The Skanda Vale Community of Many Names of God has until 29 June to make a final appeal to save from slaughter a bullock that tested positive for bovine TB.

Jane Davidson, the Welsh assembly’s minister for sustainability and rural development, has told monks at the Hindu community that she is minded to tell officials to go ahead with the statutory destruction of the “sacred” beast.

In a letter to the community’s solicitors dated 25 June she said she had considered extremely carefully whether the rights of the community to manifest their religion under the European Convention on Human Rights should override her duty to protect animal and human health.

“In the light of the veterinary, medical and legal assessments, I am minded to conclude that they should not and the normal policy for controlling bovine TB should be upheld in this case,” the letter said.

“I am acutely aware of the distress that this will cause not only to the community, but also to many in the wider Hindu community.

“This is something that I deeply regret, but my view is that it is necessary that I take appropriate steps to protect animal and human health.

“It is not a view I have reached lightly. We have considered long and hard the case the Community has made, and official met representatives of the Community and members of the wider Hindu community last week.”
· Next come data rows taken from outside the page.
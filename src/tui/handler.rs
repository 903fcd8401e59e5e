//! Event handler for the TUI
//!
//! Routes keyboard events to the appropriate handlers
//! based on the current screen, focus and dialog.

use anyhow::Result;
use crossterm::event::{KeyCode, KeyEvent, KeyModifiers};

use super::app::{ActiveDialog, App, FocusedPanel, Screen};
use super::event::Event;
use super::widgets::TextInput;
use crate::services::UserType;

/// Handle an incoming event
pub fn handle_event(app: &mut App, event: Event) -> Result<()> {
    match event {
        Event::Key(key) => handle_key_event(app, key),
        Event::Tick => Ok(()),
        Event::Resize(_, _) => Ok(()),
    }
}

/// Handle a key event
fn handle_key_event(app: &mut App, key: KeyEvent) -> Result<()> {
    if key.modifiers.contains(KeyModifiers::CONTROL) && key.code == KeyCode::Char('c') {
        app.quit();
        return Ok(());
    }

    // Check if we're in a dialog first
    if app.has_dialog() {
        return handle_dialog_key(app, key);
    }

    match app.screen {
        Screen::Welcome => handle_welcome_key(app, key),
        Screen::Tracker => handle_tracker_key(app, key),
    }
}

/// Handle keys on the welcome screen
fn handle_welcome_key(app: &mut App, key: KeyEvent) -> Result<()> {
    if app.user_type.is_some() {
        match key.code {
            KeyCode::Enter => app.start_session(),
            KeyCode::Esc => app.clear_user_type(),
            _ => edit_text(&mut app.username_input, key),
        }
        return Ok(());
    }

    match key.code {
        KeyCode::Char('n') | KeyCode::Char('N') => app.choose_user_type(UserType::New),
        KeyCode::Char('e') | KeyCode::Char('E') => app.choose_user_type(UserType::Existing),
        KeyCode::Char('q') | KeyCode::Char('Q') | KeyCode::Esc => app.quit(),
        KeyCode::Char('?') => app.open_dialog(ActiveDialog::Help),
        _ => {}
    }

    Ok(())
}

/// Handle keys on the tracker screen
fn handle_tracker_key(app: &mut App, key: KeyEvent) -> Result<()> {
    if key.code == KeyCode::Tab || key.code == KeyCode::BackTab {
        app.toggle_panel_focus();
        return Ok(());
    }

    match app.focused_panel {
        FocusedPanel::Form => handle_form_key(app, key),
        FocusedPanel::List => handle_list_key(app, key),
    }
}

/// Handle keys when the expense form is focused
fn handle_form_key(app: &mut App, key: KeyEvent) -> Result<()> {
    match key.code {
        KeyCode::Enter => app.submit_form(),
        KeyCode::Esc => app.cancel_edit(),
        KeyCode::Down => app.expense_form.next_field(),
        KeyCode::Up => app.expense_form.prev_field(),
        _ => {
            if let Some(choice) = app.expense_form.focused_choice() {
                match key.code {
                    KeyCode::Left => choice.cycle_prev(),
                    KeyCode::Right | KeyCode::Char(' ') => choice.cycle_next(),
                    _ => {}
                }
            } else if let Some(input) = app.expense_form.focused_input() {
                edit_text(input, key);
            }
        }
    }

    Ok(())
}

/// Handle keys when the expense list is focused
fn handle_list_key(app: &mut App, key: KeyEvent) -> Result<()> {
    match key.code {
        KeyCode::Char('j') | KeyCode::Down => app.move_down(),
        KeyCode::Char('k') | KeyCode::Up => app.move_up(),
        KeyCode::Char('g') | KeyCode::Home => app.selected_row = 0,
        KeyCode::Char('G') | KeyCode::End => {
            app.selected_row = app.row_count().saturating_sub(1);
        }
        KeyCode::Char('e') | KeyCode::Enter => app.begin_edit_selected(),
        KeyCode::Char('d') | KeyCode::Delete => app.request_delete_selected(),
        KeyCode::Char('a') | KeyCode::Char('n') => {
            app.cancel_edit();
            app.focused_panel = FocusedPanel::Form;
        }
        KeyCode::Esc => app.cancel_edit(),
        KeyCode::Char('b') => app.back_to_welcome(),
        KeyCode::Char('?') => app.open_dialog(ActiveDialog::Help),
        KeyCode::Char('q') | KeyCode::Char('Q') => app.quit(),
        _ => {}
    }

    Ok(())
}

/// Handle keys while a dialog is open
fn handle_dialog_key(app: &mut App, key: KeyEvent) -> Result<()> {
    match &app.active_dialog {
        ActiveDialog::Help => {
            // Close help on any key
            app.close_dialog();
        }
        ActiveDialog::ConfirmDelete(id) => {
            let id = *id;
            match key.code {
                KeyCode::Char('y') | KeyCode::Char('Y') | KeyCode::Enter => {
                    app.delete_expense(id);
                }
                KeyCode::Char('n') | KeyCode::Char('N') | KeyCode::Esc => {
                    app.close_dialog();
                }
                _ => {}
            }
        }
        ActiveDialog::Alert(_) => {
            if matches!(key.code, KeyCode::Esc | KeyCode::Enter) {
                app.close_dialog();
            }
        }
        ActiveDialog::None => {}
    }
    Ok(())
}

/// Apply an editing key to a text input
fn edit_text(input: &mut TextInput, key: KeyEvent) {
    match key.code {
        KeyCode::Char(c) => input.insert(c),
        KeyCode::Backspace => input.backspace(),
        KeyCode::Delete => input.delete(),
        KeyCode::Left => input.move_left(),
        KeyCode::Right => input.move_right(),
        KeyCode::Home => input.move_start(),
        KeyCode::End => input.move_end(),
        _ => {}
    }
}

#[cfg(test)]
mod tests {
    use super::*;
    use crate::config::paths::ExpensePaths;
    use crate::config::settings::Settings;
    use crate::storage::Storage;
    use crate::tui::views::expense_form::ExpenseField;
    use tempfile::TempDir;

    fn create_test_storage() -> (TempDir, Storage) {
        let temp_dir = TempDir::new().unwrap();
        let paths = ExpensePaths::with_base_dir(temp_dir.path().to_path_buf());
        let mut storage = Storage::new(paths).unwrap();
        storage.load_all().unwrap();
        (temp_dir, storage)
    }

    fn press(app: &mut App, code: KeyCode) {
        handle_event(app, Event::Key(KeyEvent::new(code, KeyModifiers::NONE))).unwrap();
    }

    fn type_text(app: &mut App, text: &str) {
        for c in text.chars() {
            press(app, KeyCode::Char(c));
        }
    }

    #[test]
    fn test_welcome_flow_creates_user() {
        let (_temp_dir, storage) = create_test_storage();
        let settings = Settings::default();
        let mut app = App::new(&storage, &settings);

        press(&mut app, KeyCode::Char('n'));
        assert_eq!(app.user_type, Some(UserType::New));

        type_text(&mut app, "Alice");
        press(&mut app, KeyCode::Enter);

        assert_eq!(app.screen, Screen::Tracker);
        assert!(storage.users.exists("Alice").unwrap());
    }

    #[test]
    fn test_typing_q_in_username_does_not_quit() {
        let (_temp_dir, storage) = create_test_storage();
        let settings = Settings::default();
        let mut app = App::new(&storage, &settings);

        press(&mut app, KeyCode::Char('e'));
        type_text(&mut app, "quinn");

        assert!(!app.should_quit);
        assert_eq!(app.username_input.value(), "quinn");
    }

    #[test]
    fn test_add_expense_through_form_keys() {
        let (_temp_dir, storage) = create_test_storage();
        let settings = Settings::default();
        let mut app = App::new(&storage, &settings);
        press(&mut app, KeyCode::Char('n'));
        type_text(&mut app, "Alice");
        press(&mut app, KeyCode::Enter);

        type_text(&mut app, "Coffee");
        press(&mut app, KeyCode::Down);
        type_text(&mut app, "5");
        press(&mut app, KeyCode::Enter);

        let session = app.session.as_ref().unwrap();
        assert_eq!(session.len(), 1);
        assert_eq!(session.expenses()[0].name, "Coffee");
        assert_eq!(session.expenses()[0].currency, "INR");
        assert_eq!(app.expense_form.focused_field, ExpenseField::Name);
    }

    #[test]
    fn test_delete_from_list_with_confirmation() {
        let (_temp_dir, storage) = create_test_storage();
        let settings = Settings::default();
        let mut app = App::new(&storage, &settings);
        press(&mut app, KeyCode::Char('n'));
        type_text(&mut app, "Alice");
        press(&mut app, KeyCode::Enter);
        type_text(&mut app, "Coffee");
        press(&mut app, KeyCode::Down);
        type_text(&mut app, "5");
        press(&mut app, KeyCode::Enter);

        press(&mut app, KeyCode::Tab);
        press(&mut app, KeyCode::Char('d'));
        assert!(matches!(app.active_dialog, ActiveDialog::ConfirmDelete(_)));

        press(&mut app, KeyCode::Char('n'));
        assert_eq!(app.row_count(), 1);

        press(&mut app, KeyCode::Char('d'));
        press(&mut app, KeyCode::Char('y'));
        assert_eq!(app.row_count(), 0);
    }

    #[test]
    fn test_alert_closes_on_enter() {
        let (_temp_dir, storage) = create_test_storage();
        let settings = Settings::default();
        let mut app = App::new(&storage, &settings);

        press(&mut app, KeyCode::Char('e'));
        type_text(&mut app, "Nobody");
        press(&mut app, KeyCode::Enter);
        assert!(matches!(app.active_dialog, ActiveDialog::Alert(_)));

        press(&mut app, KeyCode::Char('x'));
        assert!(app.has_dialog());

        press(&mut app, KeyCode::Enter);
        assert!(!app.has_dialog());
        assert_eq!(app.screen, Screen::Welcome);
    }

    #[test]
    fn test_ctrl_c_quits() {
        let (_temp_dir, storage) = create_test_storage();
        let settings = Settings::default();
        let mut app = App::new(&storage, &settings);

        handle_event(
            &mut app,
            Event::Key(KeyEvent::new(KeyCode::Char('c'), KeyModifiers::CONTROL)),
        )
        .unwrap();

        assert!(app.should_quit);
    }
}
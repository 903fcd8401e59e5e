//! Expense model
//!
//! A single expense entry: what was bought, how much it cost, in which
//! currency, under which category and in which month.

use serde::{Deserialize, Serialize};
use std::fmt;

use super::ids::ExpenseId;
use super::money::Money;

/// Currency recorded when none is given
pub const DEFAULT_CURRENCY: &str = "INR";

fn default_currency() -> String {
    DEFAULT_CURRENCY.to_string()
}

/// One expense record
///
/// Records written before ids existed load with a freshly generated id, which
/// [`crate::storage::UserRepository::get`] writes back to the store.
#[derive(Debug, Clone, PartialEq, Serialize, Deserialize)]
pub struct Expense {
    /// Stable identifier
    #[serde(default)]
    pub id: ExpenseId,

    /// What the money was spent on
    pub name: String,

    /// Amount spent
    pub amount: Money,

    /// Currency code the amount was entered in
    #[serde(default = "default_currency")]
    pub currency: String,

    /// Spending category (may be empty)
    #[serde(default)]
    pub category: String,

    /// Month the expense belongs to; used as the grouping key
    pub month: String,
}

impl Expense {
    /// Create a new expense with a fresh id
    pub fn new(
        name: impl Into<String>,
        amount: Money,
        currency: impl Into<String>,
        category: impl Into<String>,
        month: impl Into<String>,
    ) -> Self {
        Self {
            id: ExpenseId::new(),
            name: name.into(),
            amount,
            currency: currency.into(),
            category: category.into(),
            month: month.into(),
        }
    }

    /// Replace every field except the id with the values of `other`
    pub fn overwrite_with(&mut self, other: Expense) {
        let id = self.id;
        *self = other;
        self.id = id;
    }
}

impl fmt::Display for Expense {
    fn fmt(&self, f: &mut fmt::Formatter<'_>) -> fmt::Result {
        write!(
            f,
            "{} - {} {} ({})",
            self.name, self.currency, self.amount, self.category
        )
    }
}
//! Error types for the core library

use thiserror::Error;

#[derive(Error, Debug)]
pub enum Error {
    #[error("Backend error: {0}")]
    Backend(String),

    #[error("IO error: {0}")]
    Io(#[from] std::io::Error),

    #[error("Serialization error: {0}")]
    Serialization(#[from] serde_json::Error),

    #[error("Invalid input: {0}")]
    InvalidInput(String),

    #[error("Storage error: {0}")]
    Storage(String),
}
//! Remote-table trait
//!
//! Defines the persistence surface the remote-backed store talks to. The
//! concrete transport lives elsewhere; everything here is table-shaped
//! reads and writes over raw rows.

use async_trait::async_trait;
use uuid::Uuid;

use crate::task::{CommentRecord, NewComment, NewTask, TaskPatch, TaskRecord};
use crate::Result;

/// Table-like read/write operations for tasks and comments
///
/// Failures are uniform: implementations collapse transport, validation and
/// not-found conditions into [`crate::Error::Backend`].
#[async_trait]
pub trait TaskTables: Send + Sync {
    /// List all task rows, newest created first
    async fn list_tasks(&self) -> Result<Vec<TaskRecord>>;

    /// List all comment rows, oldest first within a task
    async fn list_comments(&self) -> Result<Vec<CommentRecord>>;

    /// Insert a task row with `completed` false; returns the stored row
    async fn insert_task(&self, new: &NewTask) -> Result<TaskRecord>;

    /// Persist the given fields for the task with that id
    async fn update_task(&self, id: Uuid, patch: &TaskPatch) -> Result<()>;

    /// Remove the persisted task with that id
    async fn delete_task(&self, id: Uuid) -> Result<()>;

    /// Insert a comment row attached to a task; returns the stored row
    async fn insert_comment(&self, new: &NewComment) -> Result<CommentRecord>;
}
//! Task and comment model definitions

use chrono::{DateTime, Utc};
use serde::{Deserialize, Serialize};
use uuid::Uuid;

/// A comment attached to a task
#[derive(Debug, Clone, PartialEq, Serialize, Deserialize)]
pub struct Comment {
    pub id: Uuid,
    pub text: String,
    pub author: String,
    pub created_at: DateTime<Utc>,
}

impl Comment {
    /// Create a new comment with a freshly generated id
    pub fn new(text: impl Into<String>, author: impl Into<String>) -> Self {
        Self {
            id: Uuid::new_v4(),
            text: text.into(),
            author: author.into(),
            created_at: Utc::now(),
        }
    }
}

/// A task in the list
///
/// `id` and `created_at` are set once at creation and never change.
/// `comments` is append-only and lives and dies with its task.
#[derive(Debug, Clone, PartialEq, Serialize, Deserialize)]
pub struct Task {
    pub id: Uuid,
    pub title: String,
    /// Always a string; empty means no description.
    pub description: String,
    pub completed: bool,
    pub created_at: DateTime<Utc>,
    /// Remote URL or data-URL; `None` means no attachment.
    #[serde(skip_serializing_if = "Option::is_none")]
    pub image: Option<String>,
    #[serde(default)]
    pub comments: Vec<Comment>,
}

impl Task {
    /// Create a new task with the given title
    pub fn new(title: impl Into<String>) -> Self {
        Self {
            id: Uuid::new_v4(),
            title: title.into(),
            description: String::new(),
            completed: false,
            created_at: Utc::now(),
            image: None,
            comments: Vec::new(),
        }
    }

    /// Set the description
    pub fn with_description(mut self, description: impl Into<String>) -> Self {
        self.description = description.into();
        self
    }

    /// Set the image attachment
    pub fn with_image(mut self, image: impl Into<String>) -> Self {
        self.image = Some(image.into());
        self
    }
}

/// Payload for creating a task
///
/// The store trusts the title to be non-empty; blank input is rejected
/// earlier, at the draft layer.
#[derive(Debug, Clone, Serialize, Deserialize)]
pub struct NewTask {
    pub title: String,
    #[serde(default)]
    pub description: String,
    #[serde(skip_serializing_if = "Option::is_none")]
    pub image: Option<String>,
}

/// Payload for attaching a comment to a task
#[derive(Debug, Clone, Serialize, Deserialize)]
pub struct NewComment {
    pub task_id: Uuid,
    pub text: String,
    pub author: String,
}

/// A partial field set for updating a task
///
/// `None` fields are left untouched. `id`, `created_at` and `comments`
/// cannot be patched.
#[derive(Debug, Clone, Default, Serialize, Deserialize)]
pub struct TaskPatch {
    #[serde(skip_serializing_if = "Option::is_none")]
    pub title: Option<String>,
    #[serde(skip_serializing_if = "Option::is_none")]
    pub description: Option<String>,
    #[serde(skip_serializing_if = "Option::is_none")]
    pub image: Option<String>,
    #[serde(skip_serializing_if = "Option::is_none")]
    pub completed: Option<bool>,
}

impl TaskPatch {
    /// Patch setting only the title
    pub fn title(title: impl Into<String>) -> Self {
        Self {
            title: Some(title.into()),
            ..Self::default()
        }
    }

    /// Patch setting only the completion flag
    pub fn completed(completed: bool) -> Self {
        Self {
            completed: Some(completed),
            ..Self::default()
        }
    }

    /// Whether the patch carries no fields at all
    pub fn is_empty(&self) -> bool {
        self.title.is_none()
            && self.description.is_none()
            && self.image.is_none()
            && self.completed.is_none()
    }

    /// Merge the present fields into `task`
    pub fn apply(&self, task: &mut Task) {
        if let Some(title) = &self.title {
            task.title = title.clone();
        }
        if let Some(description) = &self.description {
            task.description = description.clone();
        }
        if let Some(image) = &self.image {
            task.image = Some(image.clone());
        }
        if let Some(completed) = self.completed {
            task.completed = completed;
        }
    }
}
//! Local-only task store
//!
//! The non-backed fallback: no remote collaborator, ids generated locally,
//! every mutation written straight into the local collection and persisted
//! to the mirror file. There is no fetch or loading concept; the collection
//! is hydrated once at construction.

use async_trait::async_trait;
use tokio::sync::RwLock;
use tracing::{info, warn};
use uuid::Uuid;

use crate::notify::{Notification, NotificationSender};
use crate::task::{Comment, NewComment, NewTask, Task, TaskPatch};
use crate::Result;

use super::mirror::TaskMirror;
use super::ops::TaskOps;

/// Task store keeping all state in local persisted storage
pub struct LocalTaskStore {
    tasks: RwLock<Vec<Task>>,
    mirror: TaskMirror,
    notify_tx: NotificationSender,
}

impl LocalTaskStore {
    /// Open the store, loading any previously persisted collection
    pub async fn new(mirror: TaskMirror, notify_tx: NotificationSender) -> Result<Self> {
        let tasks = mirror.load().await?;
        info!("Loaded {} tasks from {:?}", tasks.len(), mirror.path());
        Ok(Self {
            tasks: RwLock::new(tasks),
            mirror,
            notify_tx,
        })
    }

    fn notify(&self, notification: Notification) {
        let _ = self.notify_tx.send(notification);
    }

    async fn persist(&self) -> Result<()> {
        let tasks = self.tasks.read().await;
        self.mirror.save(&tasks).await
    }

    /// Persist and report the outcome of a mutation
    async fn finish(&self, success: Notification) -> Result<()> {
        match self.persist().await {
            Ok(()) => {
                self.notify(success);
                Ok(())
            }
            Err(e) => {
                warn!("Failed to persist tasks: {}", e);
                self.notify(Notification::error("Could not save tasks", e.to_string()));
                Err(e)
            }
        }
    }
}

#[async_trait]
impl TaskOps for LocalTaskStore {
    async fn create(&self, new: NewTask) -> Result<Task> {
        let mut task = Task::new(new.title).with_description(new.description);
        task.image = new.image;
        self.tasks.write().await.insert(0, task.clone());
        self.finish(Notification::success("Task added", task.title.clone()))
            .await?;
        Ok(task)
    }

    async fn update(&self, id: Uuid, patch: TaskPatch) -> Result<()> {
        {
            let mut tasks = self.tasks.write().await;
            if let Some(task) = tasks.iter_mut().find(|t| t.id == id) {
                patch.apply(task);
            }
        }
        self.finish(Notification::success("Task updated", String::new()))
            .await
    }

    async fn delete(&self, id: Uuid) -> Result<()> {
        self.tasks.write().await.retain(|t| t.id != id);
        self.finish(Notification::success("Task deleted", String::new()))
            .await
    }

    async fn toggle_complete(&self, id: Uuid) -> Result<()> {
        let toggled = {
            let mut tasks = self.tasks.write().await;
            match tasks.iter_mut().find(|t| t.id == id) {
                Some(task) => {
                    task.completed = !task.completed;
                    Some(task.completed)
                }
                None => None,
            }
        };
        // Nothing to toggle.
        let Some(completed) = toggled else {
            return Ok(());
        };
        let title = if completed { "Task completed" } else { "Task reopened" };
        self.finish(Notification::success(title, String::new())).await
    }

    async fn add_comment(&self, new: NewComment) -> Result<Comment> {
        let comment = Comment::new(new.text, new.author);
        {
            let mut tasks = self.tasks.write().await;
            if let Some(task) = tasks.iter_mut().find(|t| t.id == new.task_id) {
                task.comments.push(comment.clone());
            }
        }
        self.finish(Notification::success("Comment added", String::new()))
            .await?;
        Ok(comment)
    }

    async fn tasks(&self) -> Vec<Task> {
        self.tasks.read().await.clone()
    }

    async fn get(&self, id: Uuid) -> Option<Task> {
        self.tasks.read().await.iter().find(|t| t.id == id).cloned()
    }
}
But Ms Davidson undertook to listen carefully to any final representations.

The letter rejected the Community’s claim that the six year old bullock could be effectively isolated in specialised facilities and treated with antibiotics, pointing out that none were licensed in the UK for treating TB in cattle.

Ms Davidson also made it clear that she considered the tuberculin skin test to be 99.9% accurate, and reminded the monks that recent tests showed that five more of the Community’s bovines could have been exposed to infection.

Father Alex, a spokesman for Skanda Vale, said the minister’s decision was based on money and politics and not animal welfare.

He again claimed that the bullock should be retested, and insisted that if he was infected it was possible to treat him using antibiotics.

Privately assembly officials anticipate that legal action will commence as soon as a valuer is sent in.

But the Farmers Union of Wales applauded the decision and insisted that a responsible government could not put other animals or people at risk when it could be prevented.